We’re painfully far away from Latin America’s right being austere, fiscally responsible and economically successful. Whether we’re in a new moment of rising left wing parties or voters are in an anti-establishment mood is a debate I addressed previously. Either way, recent election results reflect a level of frustration, anger and disappointment with the mostly centrist and rightwing governments that have ruled in recent years. And market results in most countries for the past decade suggest that those governments were neither good for economies nor capable of reining in deficit spending.
Duque lost Colombia’s investment grade rating. Bolsonaro has driven his country into a stagflation recession. Neither president successfully passed the fiscal reforms they promised as candidates to get deficits under control.
Bolsonaro perhaps best illustrates this illusion of rightwing austerity. He brought in a Chicago boy economist as finance minister whose rhetoric on fiscal responsibility made markets gleeful. He then rolled over Guedes in every internal debate and engaged in levels of deficit spending that defy Brazil’s own fiscal controls.
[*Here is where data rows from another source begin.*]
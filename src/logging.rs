//! Logging and tracing setup

use anyhow::Result;
use tracing_subscriber::{fmt, prelude::*, EnvFilter};

/// Filter used when `RUST_LOG` is not set.
pub fn default_directive(verbose: bool) -> &'static str {
    if verbose {
        "fantasy_hoops=debug"
    } else {
        "fantasy_hoops=info"
    }
}

/// Initialize logging to stderr so command output on stdout stays clean.
///
/// `RUST_LOG` overrides the default filter.
pub fn initialize_logging(verbose: bool) -> Result<()> {
    let env_filter = EnvFilter::try_from_default_env()
        .unwrap_or_else(|_| EnvFilter::new(default_directive(verbose)));

    let fmt_layer = fmt::layer()
        .with_target(false)
        .with_writer(std::io::stderr);

    tracing_subscriber::registry()
        .with(env_filter)
        .with(fmt_layer)
        .try_init()?;

    Ok(())
}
Notice that my point above is not: “Don’t worry about the left.” Absolutely be concerned about the potential spending and deficit plans of Petro and Lula. The leftist candidates want more social spending. They don’t have a plan to pay for it. And while I’ve lumped them together throughout this post, the two differ on a number of issues including how they’d treat the extractives industry and that will impact government finances.
However, when asking if Petro or Lula will be fiscally irresponsible, you have to ask “compared to what alternative?” Recognize that the past decade has shown there are many reasons to not give their alternatives the benefit of the doubt. Any conversation about where those two frontrunners may take their countries’ economies should include a discussion of whether their opponents in the election would do any better or differently.
Even if candidates from the left win, it will trigger massive capital flight from the Country. Look at Chile: https://www.bloomberg.com/news/articles/2021-12-15/money-rushes-out-of-chile-as-cracks-deepen-in-economic-model
The pace of foreign outflows from individuals and non-financial companies has accelerated, reaching $8.8 billion in the six months through August and $24.3 billion in the past two years, according to data from the central bank. That’s equivalent to more than 9% of annual gross domestic product.